## Required work:
Could you say how many lines in the records include "Creates"? Please give the number by itself.

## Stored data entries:
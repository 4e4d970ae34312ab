//! Geographic (latitude/longitude) point type.

use serde::{Deserialize, Serialize};

/// 2d point on the surface of the Earth, in degrees.
#[derive(Debug, Clone, Copy, Default, PartialEq, PartialOrd, Deserialize, Serialize)]
pub struct GeoPoint2d {
    lat: f64,
    lon: f64,
}

impl GeoPoint2d {
    /// Creates a new point from latitude and longitude values (in degrees).
    pub fn latlon(lat: f64, lon: f64) -> Self {
        Self { lat, lon }
    }

    /// Latitude in degrees.
    pub fn lat(&self) -> f64 {
        self.lat
    }

    /// Longitude in degrees.
    pub fn lon(&self) -> f64 {
        self.lon
    }

    /// Latitude in radians.
    pub fn lat_rad(&self) -> f64 {
        self.lat.to_radians()
    }

    /// Longitude in radians.
    pub fn lon_rad(&self) -> f64 {
        self.lon.to_radians()
    }
}

/// Creates a new [`GeoPoint2d`] from latitude and longitude values (in degrees).
///
/// ```
/// use placemap_types::latlon;
///
/// let point = latlon!(38.0, 52.0);
/// assert_eq!(point.lat(), 38.0);
/// ```
#[macro_export]
macro_rules! latlon {
    ($lat:expr, $lon:expr) => {
        $crate::geo::GeoPoint2d::latlon($lat, $lon)
    };
}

## Solution for this exercise:
2